I'm reviewing a paper about Lie algebras for class and I'm finding the following sentence hard to grasp: "It is known and easy to see that if $L = L'$, then $Z(Der(L)) = 0$." where $\mathrm{Der}(L)$ is the subalgebra of $gl(L)$ containing all the derivations on $L$, $Z$ denotes the centre as usual, and $L'$ is the derived algebra $[L, L] \subseteq L$. I'm certainly not finding it easy to see! Here's what I have so far:
Clearly if $T \in Z(\mathrm{Der}(L))$ then $\mathrm{ad}_T D = 0 \,\forall\, D \in \mathrm{Der}(L)$, i.e. $\mathrm{ad}_T D (x) = 0$ for any $x \in L$. Also, if $L = L'$ then there exist $y,z \in L$ s.t. $\forall \, x \in L, x = [y,z]$. Therefore
$0 = \mathrm{ad}_T D (x) = \mathrm{ad}_T D ([y,z]) = [\mathrm{ad}_T D (y), z] + [y, \mathrm{ad}_T D (z)]$
hence $[(\mathrm{ad}_T D) (y), z] = [(\mathrm{ad}_T D) (z), y]$
However this gets me no closer to the conclusion that Z(Der(L)) is the zero map, i.e. that in the above working we must have that $T = 0$.

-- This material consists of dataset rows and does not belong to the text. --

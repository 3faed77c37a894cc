//! Handles and value types exchanged with a browser driver

use std::fmt;

use scenario_core_types::{FrameId, PageId};
use serde::{Deserialize, Serialize};
use serde_json::Value;

/// One browsing context: a page's top document or one of its subframes.
#[derive(Clone, Debug, PartialEq, Eq, Hash)]
pub enum ContextRef {
    Page(PageId),
    Frame { page: PageId, frame: FrameId },
}

impl ContextRef {
    pub fn page(&self) -> &PageId {
        match self {
            ContextRef::Page(page) => page,
            ContextRef::Frame { page, .. } => page,
        }
    }

    pub fn frame(&self) -> Option<&FrameId> {
        match self {
            ContextRef::Page(_) => None,
            ContextRef::Frame { frame, .. } => Some(frame),
        }
    }

    pub fn is_page(&self) -> bool {
        matches!(self, ContextRef::Page(_))
    }
}

impl fmt::Display for ContextRef {
    fn fmt(&self, f: &mut fmt::Formatter<'_>) -> fmt::Result {
        match self {
            ContextRef::Page(page) => write!(f, "page:{page}"),
            ContextRef::Frame { page, frame } => write!(f, "page:{page}/frame:{frame}"),
        }
    }
}

/// Lazily resolved element: the selector is re-evaluated on every operation,
/// so a handle survives re-renders of the element it names.
#[derive(Clone, Debug, PartialEq, Eq, Hash)]
pub struct ElementHandle {
    pub context: ContextRef,
    pub selector: String,
}

impl ElementHandle {
    pub fn new(context: ContextRef, selector: impl Into<String>) -> Self {
        Self {
            context,
            selector: selector.into(),
        }
    }
}

#[derive(Clone, Copy, Debug, PartialEq, Eq, Serialize, Deserialize)]
#[serde(rename_all = "snake_case")]
pub enum ElementState {
    Attached,
    Visible,
}

#[derive(Clone, Copy, Debug, PartialEq, Eq, Serialize, Deserialize)]
#[serde(rename_all = "snake_case")]
pub enum ClickMode {
    /// Real pointer events with a hit-test at the target point
    Native,
    /// Pointer events without the interception check
    Forced,
}

/// Event sequence replayed through page script when pointer input fails.
#[derive(Clone, Debug, PartialEq, Eq)]
pub enum EventSequence {
    /// mousedown, mouseup, click
    Click,
    /// value assignment followed by input and change
    Input { value: String },
}

/// Element box in page viewport coordinates.
#[derive(Clone, Copy, Debug, PartialEq, Serialize, Deserialize)]
pub struct BoundingBox {
    pub x: f64,
    pub y: f64,
    pub width: f64,
    pub height: f64,
}

impl BoundingBox {
    pub fn center(&self) -> (f64, f64) {
        (self.x + self.width / 2.0, self.y + self.height / 2.0)
    }

    pub fn contains(&self, x: f64, y: f64) -> bool {
        x >= self.x && x <= self.x + self.width && y >= self.y && y <= self.y + self.height
    }

    pub fn is_empty(&self) -> bool {
        self.width <= 0.0 || self.height <= 0.0
    }
}

#[derive(Clone, Debug, PartialEq, Eq, Serialize, Deserialize)]
pub struct PageInfo {
    pub id: PageId,
    pub url: String,
    pub title: String,
}

#[derive(Clone, Debug, PartialEq, Eq, Serialize, Deserialize)]
pub struct FrameInfo {
    pub id: FrameId,
    pub name: String,
    pub url: String,
    pub is_main: bool,
}

/// Result of [`crate::scripts::ACTIONABILITY_PROBE`].
#[derive(Clone, Debug, Default, PartialEq, Serialize, Deserialize)]
#[serde(rename_all = "camelCase", default)]
pub struct Actionability {
    pub attached: bool,
    pub visible: bool,
    pub enabled: bool,
    pub width: f64,
    pub height: f64,
    pub pointer_events_none: bool,
}

impl Actionability {
    pub fn from_value(value: &Value) -> Self {
        serde_json::from_value(value.clone()).unwrap_or_default()
    }

    /// Reason the element cannot take input, if any.
    pub fn blocker(&self) -> Option<&'static str> {
        if !self.attached {
            Some("detached")
        } else if !self.visible {
            Some("not visible")
        } else if !self.enabled {
            Some("disabled")
        } else if self.width <= 0.0 || self.height <= 0.0 {
            Some("zero-sized")
        } else if self.pointer_events_none {
            Some("pointer-events:none")
        } else {
            None
        }
    }
}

This is well known for perfect Lie algebras with trivial center. Suppose that $D\in Z(Der(L))$. Then $D$ commutes with all $ad(x)$, i.e., we have $$ 0=[D,ad(x)](y)=D([x,y])-[x,D(y)]=[y,D(x)] $$ for all $x,y \in L$. This implies that $D(x)\in Z(L)$ for all $x\in L$. If $Z(L)=0$ we can conclude that $D(x)=0$ for all $x\in L$, so that $D=0$.
However, a perfect Lie algebra need not have trivial center in general. In that case, I am no longer sure that $Z(Der(L))$ is really trivial - do you have a link of the paper which claims this ?
Remark: $L=L'$ does not imply that every $x\in L$ can be represented as $x=[y,z]$, but only that $x$ is a linear combination of elements $[y_i,z_i]$.